August 11-15, 2014


A possible solution to the Lyman/Balmer line problem in hot DA white dwarfs

Simon Preval (University of Leicester)

Martin Barstow (University of Leicester), Nigel Badnell (University of Strathclyde), Jay Holberg (University of Arizona), Ivan Hubeny (University of Arizona).

Arguably, the best method for determining the effective temperature (Teff) and surface gravity (log g) of a DA white dwarf is by fitting the Hydrogen Lyman and Balmer absorption features. However, as has been shown for white dwarfs with Teff>40,000K, the calculated value from the Lyman and Balmer lines are discrepant, which worsens with increasing temperature. Many different solutions have been suggested, ranging from the input physics used to calculate the models, to interstellar reddening. We will focus on the former, and consider three different variables. The first is the atomic data used, namely the number of transitions included in line blanketing treatments and the photoionization cross sections.
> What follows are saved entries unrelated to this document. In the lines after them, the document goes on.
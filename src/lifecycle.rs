//! Reference counted enable/disable of the link.
//!
//! Several independent drivers can share one physical bus. Each of them calls
//! [`Link::acquire`] when it starts and [`Link::release`] when it is done; the peripheral is on
//! exactly while at least one of them holds it. The calls don't have to be balanced per caller,
//! a release on an idle link is simply ignored.

use hal::digital::v2::OutputPin;

use crate::{
    backend::Backend,
    error::Error,
    interrupts::InterruptControl,
    link::{Link, TransactionState},
};

impl<B, I, LED> Link<B, I, LED>
where
    B: Backend,
    I: InterruptControl,
    LED: OutputPin,
{
    /// Add a user of the link. The first user switches the peripheral on.
    ///
    /// If switching on fails, the count stays where it was.
    pub fn acquire(&mut self) -> Result<(), Error<B::Error>> {
        critical_section::with(|_| -> Result<(), Error<B::Error>> {
            if self.refs == 0 {
                self.backend.enable()?;
            }
            self.refs += 1;
            Ok(())
        })
    }

    /// Drop a user of the link. The last user switches the peripheral off and clears all
    /// interrupt registrations.
    pub fn release(&mut self) -> Result<(), Error<B::Error>> {
        let (saved, disabled) = critical_section::with(|_| {
            if self.refs == 0 {
                return (None, Ok(()));
            }
            self.refs -= 1;
            if self.refs > 0 {
                return (None, Ok(()));
            }
            self.guard.reset();
            self.state = TransactionState::Idle;
            (self.saved.take(), self.backend.disable())
        });
        // a transaction torn down by the last release must not leave interrupts masked; restoring
        // may switch interrupts back on, so only outside the critical section
        if let Some(saved) = saved {
            self.guard.restore(&mut self.interrupts, saved);
        }
        disabled?;
        Ok(())
    }

    /// number of outstanding [`acquire`](Self::acquire) calls
    pub fn users(&self) -> usize {
        self.refs
    }

    /// whether the peripheral is currently switched on
    pub fn is_enabled(&self) -> bool {
        self.refs > 0
    }
}
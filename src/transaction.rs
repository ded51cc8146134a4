//! Transactions: the atomic span from chip select low to chip select high.
//!
//! ```text
//!  begin:  mask interrupts -> configure -> select
//!  end:    deselect -> restore interrupts
//! ```
//!
//! The interrupts registered with [`Link::using_interrupt`] stay masked for the whole span, so
//! no handler can squeeze a transfer of its own into the middle of a frame.
//!
//! Beginning a transaction that is already running, or ending one that isn't, is a bug in the
//! caller. It never stops the transaction from going ahead; it sets a sticky flag
//! ([`Link::mismatch_detected`]) and drives the mismatch indicator if one is wired up.

use hal::digital::v2::OutputPin;

use crate::{
    backend::Backend,
    error::Error,
    interrupts::InterruptControl,
    link::{Link, TransactionState},
    settings::{BitOrder, BusConfig},
};

impl<B, I, LED> Link<B, I, LED>
where
    B: Backend,
    I: InterruptControl,
    LED: OutputPin,
{
    /// Start a transaction with `config`.
    ///
    /// If the backend fails to configure or select, the transaction is rolled back (interrupts
    /// restored, state idle) before the error is returned.
    pub fn begin(&mut self, config: &BusConfig) -> Result<(), Error<B::Error>> {
        let nested = self.state == TransactionState::Active;
        if nested {
            // interrupts are still masked by the outer begin, keep its saved state
            self.flag_mismatch();
        } else {
            self.saved = Some(self.guard.mask(&mut self.interrupts));
            self.state = TransactionState::Active;
        }

        self.bit_order = config.bit_order();
        let selected = self
            .backend
            .configure(config)
            .and_then(|_| self.backend.select());

        if let Err(e) = selected {
            if !nested {
                self.finish();
            }
            return Err(Error::Bus(e));
        }
        Ok(())
    }

    /// End the transaction: deselect, then give the interrupts back.
    ///
    /// Interrupts are restored even if deselecting fails.
    pub fn end(&mut self) -> Result<(), Error<B::Error>> {
        if self.state == TransactionState::Idle {
            self.flag_mismatch();
        }
        let deselected = self.backend.deselect();
        self.finish();
        deselected.map_err(Error::Bus)
    }

    /// Run `f` inside a transaction, ending it whether `f` succeeds or not.
    pub fn transaction<R, F>(&mut self, config: &BusConfig, f: F) -> Result<R, Error<B::Error>>
    where
        F: FnOnce(&mut Self) -> Result<R, Error<B::Error>>,
    {
        self.begin(config)?;
        let result = f(self);
        let ended = self.end();
        let value = result?;
        ended?;
        Ok(value)
    }

    /// Shift `value` out and return the byte shifted in at the same time.
    ///
    /// Only valid inside a transaction.
    pub fn transfer(&mut self, value: u8) -> Result<u8, Error<B::Error>> {
        self.backend.write_byte(value)?;
        self.wait_ready()?;
        Ok(self.backend.read_byte()?)
    }

    /// Transfer 16 bits, most significant byte first unless the transaction runs LSB first.
    pub fn transfer16(&mut self, value: u16) -> Result<u16, Error<B::Error>> {
        let [msb, lsb] = value.to_be_bytes();
        match self.bit_order {
            BitOrder::MsbFirst => {
                let high = self.transfer(msb)?;
                let low = self.transfer(lsb)?;
                Ok(u16::from_be_bytes([high, low]))
            }
            BitOrder::LsbFirst => {
                let low = self.transfer(lsb)?;
                let high = self.transfer(msb)?;
                Ok(u16::from_be_bytes([high, low]))
            }
        }
    }

    /// Transfer every byte of `words`, replacing each with the byte received for it.
    ///
    /// The next byte is written as soon as the previous one completed, before the received
    /// byte is stored, to keep the bus busy.
    pub fn transfer_in_place(&mut self, words: &mut [u8]) -> Result<(), Error<B::Error>> {
        let (first, _) = match words.split_first() {
            Some(split) => split,
            None => return Ok(()),
        };
        self.backend.write_byte(*first)?;
        for i in 1..words.len() {
            let next = words[i];
            self.wait_ready()?;
            let received = self.backend.read_byte()?;
            self.backend.write_byte(next)?;
            words[i - 1] = received;
        }
        self.wait_ready()?;
        let last = words.len() - 1;
        words[last] = self.backend.read_byte()?;
        Ok(())
    }

    pub fn transaction_state(&self) -> TransactionState {
        self.state
    }

    /// Whether a begin/end mismatch was ever detected on this link.
    pub fn mismatch_detected(&self) -> bool {
        self.mismatch
    }

    /// Forget a detected mismatch and switch the indicator off again.
    pub fn clear_mismatch(&mut self) {
        self.mismatch = false;
        if let Some(led) = self.indicator.as_mut() {
            let _ = led.set_low();
        }
    }

    fn wait_ready(&mut self) -> Result<(), Error<B::Error>> {
        for _ in 0..self.spin_budget {
            if self.backend.is_ready()? {
                return Ok(());
            }
        }

        #[cfg(feature = "defmt")]
        defmt::warn!("transfer did not complete after {} polls", self.spin_budget);

        Err(Error::TimedOut)
    }

    fn finish(&mut self) {
        if let Some(saved) = self.saved.take() {
            self.guard.restore(&mut self.interrupts, saved);
        }
        self.state = TransactionState::Idle;
    }

    fn flag_mismatch(&mut self) {
        #[cfg(feature = "defmt")]
        defmt::warn!("transaction begin/end mismatch, state {}", self.state);

        self.mismatch = true;
        if let Some(led) = self.indicator.as_mut() {
            // indicator errors are ignored
            let _ = led.set_high();
        }
    }
}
The second is the stark broadening treatment used to synthesise the Lyman and Balmer line profiles, namely the calculations performed by Lemke (1997) and Tremblay et al. (2009). Finally, the third is the metal composition of the atmosphere, whereby we use the abundances of Barstow et al. (2003b) and Preval et al. (2013), creating a total of 8 model grids. We present the preliminary results of our analysis, whereby we have determined the Teff for a small selection of white dwarfs. We plan to extend our analysis by allowing metallicity to vary in future model grids.